From Affiliate Networks to SaaS Platforms

Earlier affiliate networks like Rakuten, LinkShare, and CJ Affiliate acted as intermediaries between brands and publishers, taking steep performance fees—often up to 30% of commissions. This dual representation created conflicts of interest and opacity. Then SaaS platforms such as Impact and Partnerize disrupted the model with private-label software. Brands could directly manage relationships, track performance, and pay partners, all with transparent data and flexible pricing.

These technologies mirror the evolution of customer relationship management (CRM) tools. Just as Salesforce revolutionized sales visibility, partnership automation provides real-time insight into who delivers value and how.

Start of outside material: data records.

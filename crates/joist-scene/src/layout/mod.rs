//! Layout engine: turns a render tree plus a viewport into absolute
//! frames.
//!
//! The pass is synchronous and whole-tree; any input change (viewport
//! resize, state-driven rebuild) re-runs it from the root rather than
//! patching incrementally. Containers stack along an axis with weighted
//! distribution, or position children by anchors when no axis is
//! declared.

pub mod arrange;
pub mod context;
pub mod display;
pub mod measure;
pub mod relative;
pub mod weighted;

pub use context::{LayoutContext, Point};
pub use display::{DisplayItem, DisplayList, display_list};
pub use measure::{HeuristicMeasurer, TextMeasurer};

use crate::node::RenderNode;

#[derive(Debug, Clone, Copy, PartialEq, Default)]
pub struct Size {
    pub width: f64,
    pub height: f64,
}

impl Size {
    pub const ZERO: Size = Size { width: 0.0, height: 0.0 };

    pub fn new(width: f64, height: f64) -> Size {
        Size { width, height }
    }
}

/// Axis-aligned rectangle in absolute scene coordinates.
#[derive(Debug, Clone, Copy, PartialEq, Default)]
pub struct Rect {
    pub x: f64,
    pub y: f64,
    pub width: f64,
    pub height: f64,
}

impl Rect {
    pub const ZERO: Rect = Rect { x: 0.0, y: 0.0, width: 0.0, height: 0.0 };

    pub fn new(x: f64, y: f64, width: f64, height: f64) -> Rect {
        Rect { x, y, width, height }
    }

    pub fn right(&self) -> f64 {
        self.x + self.width
    }

    pub fn bottom(&self) -> f64 {
        self.y + self.height
    }

    pub fn size(&self) -> Size {
        Size { width: self.width, height: self.height }
    }

    pub fn contains(&self, x: f64, y: f64) -> bool {
        x >= self.x && x < self.right() && y >= self.y && y < self.bottom()
    }
}

/// One placed node. The frame tree mirrors the render tree exactly,
/// including zero-footprint entries for gone nodes, so the two can be
/// walked in parallel.
#[derive(Debug, Clone, PartialEq)]
pub struct Frame {
    pub id: Option<String>,
    pub rect: Rect,
    pub z: f64,
    /// Accumulated opacity, parent chain included.
    pub opacity: f64,
    pub children: Vec<Frame>,
}

impl Frame {
    pub fn find(&self, id: &str) -> Option<&Frame> {
        if self.id.as_deref() == Some(id) {
            return Some(self);
        }
        self.children.iter().find_map(|c| c.find(id))
    }

    /// Topmost frame whose rect contains the point, by z.
    pub fn hit(&self, x: f64, y: f64) -> Option<&Frame> {
        let mut best: Option<&Frame> = None;
        self.hit_into(x, y, &mut best);
        best
    }

    fn hit_into<'a>(&'a self, x: f64, y: f64, best: &mut Option<&'a Frame>) {
        if self.opacity > 0.0 && self.rect.contains(x, y) {
            match best {
                Some(b) if b.z >= self.z => {}
                _ => *best = Some(self),
            }
        }
        for child in &self.children {
            child.hit_into(x, y, best);
        }
    }
}

/// Non-fatal problems found while arranging. These never abort a pass;
/// the offending constraint is dropped and layout continues.
#[derive(Debug, Clone, PartialEq)]
pub enum LayoutDiagnostic {
    /// Sibling anchors form a dependency loop; the listed nodes fall
    /// back to parent-edge positioning.
    ConstraintCycle { ids: Vec<String> },
    /// An anchor names a sibling id that does not exist.
    DanglingAnchor { target: String },
    /// A z-order hint names a sibling id that does not exist.
    UnknownZOrderTarget { target: String },
}

#[derive(Debug, Clone, PartialEq)]
pub struct LayoutResult {
    pub root: Frame,
    pub diagnostics: Vec<LayoutDiagnostic>,
}

/// Lays out a render tree against a viewport.
pub fn layout(root: &RenderNode, viewport: Size, measurer: &dyn TextMeasurer) -> LayoutResult {
    arrange::run(root, viewport, measurer)
}

#[cfg(test)]
mod tests {
    use super::*;

    #[test]
    fn test_rect_edges() {
        let r = Rect::new(10.0, 20.0, 30.0, 40.0);
        assert_eq!(r.right(), 40.0);
        assert_eq!(r.bottom(), 60.0);
        assert!(r.contains(10.0, 20.0));
        assert!(!r.contains(40.0, 20.0));
    }

    #[test]
    fn test_frame_find_and_hit() {
        let child = Frame {
            id: Some("inner".to_string()),
            rect: Rect::new(10.0, 10.0, 20.0, 20.0),
            z: 1.0,
            opacity: 1.0,
            children: Vec::new(),
        };
        let root = Frame {
            id: Some("outer".to_string()),
            rect: Rect::new(0.0, 0.0, 100.0, 100.0),
            z: 0.0,
            opacity: 1.0,
            children: vec![child],
        };
        assert!(root.find("inner").is_some());
        assert_eq!(root.hit(15.0, 15.0).and_then(|f| f.id.as_deref()), Some("inner"));
        assert_eq!(root.hit(50.0, 50.0).and_then(|f| f.id.as_deref()), Some("outer"));
    }

    #[test]
    fn test_fully_transparent_frames_do_not_hit() {
        let root = Frame {
            id: Some("ghost".to_string()),
            rect: Rect::new(0.0, 0.0, 100.0, 100.0),
            z: 0.0,
            opacity: 0.0,
            children: Vec::new(),
        };
        assert!(root.hit(50.0, 50.0).is_none());
    }
}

Costs are based on usage metrics instead of perpetual performance taxes, freeing brands from legacy dependencies.

Building Marketplaces of Marketing

Technology allows brands to create marketing marketplaces similar to Uber or Airbnb. Instead of owning all marketing resources internally, they connect a network of external partners who bring their own expertise—content creators, media buyers, tech providers—operating on a shared performance model. The Valpak case study demonstrates this: a food delivery company partnered with Valpak’s direct mail program to reach thousands of restaurants, tracking conversions through QR codes. The campaign succeeded because automation made collaboration seamless and measurable.

Integration Across Channels

Partnership programs now integrate with influencer platforms, business development channels, and even CRM systems. You can manage Instagram influencers, B2B referrals, and affiliate blogs all under one automated roof. This unification reduces manual work, improves data accuracy, and expands marketing reach. It also supports global scalability, enabling brands to operate cross-border campaigns with shared technology standards.

Takeaway

Automation turns partnership marketing from a manual process into an integrated, data-driven system. Technology doesn’t just support partnerships—it scales them into global ecosystems of measurable outcomes.

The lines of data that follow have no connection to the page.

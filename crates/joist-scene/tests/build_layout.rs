use anyhow::Result;
use joist_scene::{
    BuildContext, ControlPrimitive, HeuristicMeasurer, LayoutDiagnostic, Modifier, RenderKind,
    Size, build_node, display_list, layout,
};
use joist_schema::{
    DocumentSource, Resolver, StateStore, StateValue, StyleCache, decode_root,
};
use serde_json::json;

const PHONE: Size = Size { width: 390.0, height: 844.0 };

fn build(layout_json: serde_json::Value, store: &StateStore) -> joist_scene::RenderNode {
    let component = decode_root(&layout_json).expect("layout decodes");
    build_node(&component, &BuildContext::new(store))
}

#[test]
fn weighted_rows_fill_a_phone_screen() -> Result<()> {
    let store = StateStore::new();
    let tree = build(
        json!({
            "type": "View",
            "orientation": "vertical",
            "width": "matchParent",
            "height": "matchParent",
            "child": [
                { "type": "View", "id": "header", "width": "matchParent", "height": 64 },
                { "type": "View", "id": "content", "width": "matchParent", "weight": 1 },
                { "type": "View", "id": "footer", "width": "matchParent", "height": 48 }
            ]
        }),
        &store,
    );
    let result = layout(&tree, PHONE, &HeuristicMeasurer);
    assert!(result.diagnostics.is_empty(), "unexpected diagnostics: {:?}", result.diagnostics);

    let header = result.root.find("header").expect("header frame");
    let content = result.root.find("content").expect("content frame");
    let footer = result.root.find("footer").expect("footer frame");

    assert_eq!(header.rect.y, 0.0);
    assert_eq!(header.rect.height, 64.0);
    assert_eq!(content.rect.y, 64.0);
    assert_eq!(content.rect.height, 844.0 - 64.0 - 48.0);
    assert_eq!(footer.rect.y, 844.0 - 48.0);
    assert_eq!(footer.rect.width, 390.0);
    Ok(())
}

#[test]
fn visibility_states_differ_in_footprint_and_paint() -> Result<()> {
    let store = StateStore::new();
    let tree = build(
        json!({
            "type": "View",
            "orientation": "vertical",
            "width": 300,
            "height": 300,
            "child": [
                { "type": "View", "id": "a", "width": 100, "height": 40 },
                { "type": "View", "id": "b", "width": 100, "height": 40, "visibility": "invisible" },
                { "type": "View", "id": "c", "width": 100, "height": 40, "visibility": "gone" },
                { "type": "View", "id": "d", "width": 100, "height": 40 }
            ]
        }),
        &store,
    );
    let result = layout(&tree, PHONE, &HeuristicMeasurer);

    // The frame tree mirrors the render tree even for gone children.
    assert_eq!(result.root.children.len(), 4);

    let b = result.root.find("b").expect("invisible frame");
    assert_eq!(b.rect.height, 40.0, "invisible keeps its footprint");
    assert_eq!(b.opacity, 0.0, "invisible does not paint");

    let c = result.root.find("c").expect("gone frame");
    assert_eq!((c.rect.width, c.rect.height), (0.0, 0.0), "gone loses its footprint");

    let d = result.root.find("d").expect("frame after the gone row");
    assert_eq!(d.rect.y, 80.0, "rows below a gone child close the gap");

    let painted = display_list(&result.root);
    assert!(painted.items.iter().all(|item| item.id.as_deref() != Some("b")));
    assert!(painted.items.iter().any(|item| item.id.as_deref() == Some("d")));
    Ok(())
}

#[test]
fn relative_container_pins_corners_and_centers() -> Result<()> {
    let store = StateStore::new();
    let tree = build(
        json!({
            "type": "View",
            "width": 200,
            "height": 200,
            "child": [
                { "type": "View", "id": "badge", "width": 40, "height": 20,
                  "alignRight": true, "alignBottom": true },
                { "type": "View", "id": "middle", "width": 50, "height": 50,
                  "centerInParent": true }
            ]
        }),
        &store,
    );
    let result = layout(&tree, PHONE, &HeuristicMeasurer);

    let badge = result.root.find("badge").expect("badge frame");
    assert_eq!((badge.rect.x, badge.rect.y), (160.0, 180.0));

    let middle = result.root.find("middle").expect("centered frame");
    assert_eq!((middle.rect.x, middle.rect.y), (75.0, 75.0));
    assert_eq!(middle.rect.width, 50.0, "centering must not inflate the child");
    Ok(())
}

#[test]
fn sibling_anchor_cycle_is_reported_not_fatal() -> Result<()> {
    let store = StateStore::new();
    let tree = build(
        json!({
            "type": "View",
            "width": 100,
            "height": 100,
            "child": [
                { "type": "View", "id": "a", "width": 10, "height": 10, "rightOf": "b" },
                { "type": "View", "id": "b", "width": 10, "height": 10, "rightOf": "a" }
            ]
        }),
        &store,
    );
    let result = layout(&tree, PHONE, &HeuristicMeasurer);

    assert!(result
        .diagnostics
        .iter()
        .any(|d| matches!(d, LayoutDiagnostic::ConstraintCycle { .. })));
    // Both frames still exist at their fallback positions.
    assert!(result.root.find("a").is_some());
    assert!(result.root.find("b").is_some());
    Ok(())
}

#[test]
fn modifier_order_survives_decoding() -> Result<()> {
    let store = StateStore::new();
    let tree = build(
        json!({
            "type": "View",
            "width": 100,
            "height": 50,
            "padding": 8,
            "background": "#FF0000",
            "cornerRadius": 4,
            "borderWidth": 1,
            "borderColor": "#000000",
            "topMargin": 5,
            "alpha": 0.5
        }),
        &store,
    );

    let position = |pred: fn(&Modifier) -> bool| {
        tree.modifiers.iter().position(pred).expect("modifier present")
    };
    let padding = position(|m| matches!(m, Modifier::Padding(_)));
    let frame = position(|m| matches!(m, Modifier::Frame(_)));
    let background = position(|m| matches!(m, Modifier::Background(_)));
    let corner = position(|m| matches!(m, Modifier::CornerRadius { .. }));
    let border = position(|m| matches!(m, Modifier::Border { .. }));
    let margin = position(|m| matches!(m, Modifier::Margin(_)));
    let opacity = position(|m| matches!(m, Modifier::Opacity(_)));

    assert!(padding < frame);
    assert!(frame < background);
    assert!(background < corner);
    assert!(corner < border);
    assert!(border < margin);
    assert!(margin < opacity);
    Ok(())
}

#[test]
fn buttons_apply_their_padding_exactly_once() -> Result<()> {
    let store = StateStore::new();

    let custom = build(json!({ "type": "Button", "text": "Go", "padding": 12 }), &store);
    let paddings: Vec<_> = custom
        .modifiers
        .iter()
        .filter_map(|m| match m {
            Modifier::Padding(p) => Some(*p),
            _ => None,
        })
        .collect();
    assert_eq!(paddings.len(), 1, "declared padding must replace the default, not stack");
    assert_eq!(paddings[0].top, 12.0);

    let default = build(json!({ "type": "Button", "text": "Go" }), &store);
    let paddings: Vec<_> = default
        .modifiers
        .iter()
        .filter_map(|m| match m {
            Modifier::Padding(p) => Some(*p),
            _ => None,
        })
        .collect();
    assert_eq!(paddings.len(), 1);
    assert_eq!((paddings[0].top, paddings[0].left), (10.0, 20.0));
    Ok(())
}

#[test]
fn labels_interpolate_state_into_text() -> Result<()> {
    let mut store = StateStore::new();
    store.set("user", StateValue::Text("Ada".to_string()));
    let tree = build(json!({ "type": "Label", "text": "Hello @{user}!" }), &store);

    match &tree.kind {
        RenderKind::Text(t) => assert_eq!(t.text, "Hello Ada!"),
        other => panic!("expected text, got {other:?}"),
    }
    Ok(())
}

#[test]
fn cross_axis_gravity_positions_stack_children() -> Result<()> {
    let store = StateStore::new();
    let tree = build(
        json!({
            "type": "View",
            "orientation": "vertical",
            "width": 300,
            "height": 300,
            "child": [
                { "type": "View", "id": "end", "width": 100, "height": 40, "gravity": "right" }
            ]
        }),
        &store,
    );
    let result = layout(&tree, PHONE, &HeuristicMeasurer);
    let end = result.root.find("end").expect("end frame");
    assert_eq!(end.rect.x, 200.0);
    Ok(())
}

#[test]
fn scroll_content_overflows_its_viewport() -> Result<()> {
    let store = StateStore::new();
    let rows: Vec<serde_json::Value> = (0..10)
        .map(|i| json!({ "type": "View", "id": format!("row{i}"), "width": 80, "height": 50 }))
        .collect();
    let tree = build(
        json!({ "type": "Scroll", "width": 100, "height": 200, "child": rows }),
        &store,
    );
    let result = layout(&tree, PHONE, &HeuristicMeasurer);

    assert_eq!(result.root.rect.height, 200.0, "the scroll keeps its declared extent");
    let last = result.root.find("row9").expect("last row");
    assert_eq!(last.rect.y, 450.0, "content keeps flowing past the viewport");
    Ok(())
}

#[test]
fn tab_shows_only_the_selected_page() -> Result<()> {
    let mut store = StateStore::new();
    store.set("pagesSelectedIndex", StateValue::Number(1.0));
    let tree = build(
        json!({
            "type": "Tab",
            "id": "pages",
            "child": [
                { "type": "Label", "id": "one", "text": "first", "tabTitle": "One" },
                { "type": "Label", "id": "two", "text": "second", "tabTitle": "Two" }
            ]
        }),
        &store,
    );

    assert!(tree.find("one").is_none(), "unselected pages stay out of the tree");
    assert!(tree.find("two").is_some());
    let bar = tree
        .children()
        .iter()
        .find_map(|child| match &child.kind {
            RenderKind::Control(ControlPrimitive::Tab { titles, selected, .. }) => {
                Some((titles.clone(), *selected))
            }
            _ => None,
        })
        .expect("tab bar");
    assert_eq!(bar.0, vec!["One".to_string(), "Two".to_string()]);
    assert_eq!(bar.1, 1);
    Ok(())
}

struct MemorySource {
    styles: Vec<(&'static str, &'static str)>,
}

impl DocumentSource for MemorySource {
    fn load_layout(&self, _name: &str) -> Option<String> {
        None
    }

    fn load_style(&self, name: &str) -> Option<String> {
        self.styles
            .iter()
            .find(|(n, _)| *n == name)
            .map(|(_, body)| (*body).to_string())
    }
}

#[test]
fn styled_layout_builds_with_merged_attributes() -> Result<()> {
    let source = MemorySource {
        styles: vec![("card", r##"{ "background": "#FFFFFF", "cornerRadius": 8 }"##)],
    };
    let mut styles = StyleCache::new(false);
    let mut resolver = Resolver::new(&source, &mut styles);
    let store = StateStore::new();

    let raw = json!({ "type": "View", "style": "card", "width": 100, "height": 100 });
    let resolved = resolver.resolve(&raw, &store);
    let tree = build(resolved, &store);

    assert!(tree.modifiers.iter().any(|m| matches!(m, Modifier::Background(_))));
    assert!(tree
        .modifiers
        .iter()
        .any(|m| matches!(m, Modifier::CornerRadius { radius, .. } if *radius == 8.0)));
    Ok(())
}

Aligning Incentives to Transform Business Performance

In their conclusion, Glazer and Wool deliver a powerful message about business ethics and economics: what gets rewarded gets repeated. The 2008 housing crisis revealed how misaligned incentives can destroy entire systems. Partnership marketing, by contrast, realigns incentives around shared success.

Why Incentives Matter

The authors recount how mortgage brokers sold bad loans because immediate rewards—CDO profits—replaced long-term stability. The same happens in marketing when ad platforms prioritize clicks and impressions instead of genuine outcomes. When incentives point toward vanity metrics, everyone loses except the middleman.

From Inputs to Outcomes

Partnership marketing fixes this by rewarding verified value creation. If your partner drives a sale, they’re compensated. If not, nothing is lost. This feedback loop builds fairness and trust. Over time, brands realize that paying for inputs—visibility, engagement—doesn’t equate to growth. Paying for outcomes does. It embodies Charlie Munger’s maxim: “Show me the incentive, and I’ll show you the outcome.”

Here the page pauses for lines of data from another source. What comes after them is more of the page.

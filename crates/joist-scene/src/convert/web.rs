//! Web view converter: a URL or an inline HTML string.

use joist_schema::Component;

use crate::node::{ControlPrimitive, RenderKind, RenderNode};

pub(crate) fn web(c: &Component) -> RenderNode {
    RenderNode::new(RenderKind::Control(ControlPrimitive::Web {
        url: c.attr_str(&["url", "src"]).map(str::to_string),
        html: c.attr_str(&["html"]).map(str::to_string),
    }))
}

The shift also promotes transparency. Real-time reporting shows which partners genuinely contribute and eliminates fraud—a past problem in affiliate marketing. Strong oversight and modern software reinforce credibility between both sides.

The Future of Marketing

Glazer predicts that outcome-based marketing will define the future, potentially expanding even to paid search and social. Imagine paying Google not per click but per conversion—an evolution already under discussion. As brands collectively redirect budgets from speculation to performance, the market itself will shift. Giants like Facebook and Amazon may adapt by offering commission-based ad models, while partnership automation platforms become as indispensable as Salesforce.

Ultimately, the authors invite you to act before the rest of the market catches on. The marketers who get in early—who build partnership programs now—will enjoy higher profitability and reduced risk for years to come.

Takeaway

Partnership marketing realigns the very incentive structure of business. By paying for outcomes and cultivating trust, companies move from transactional marketing to transformational growth.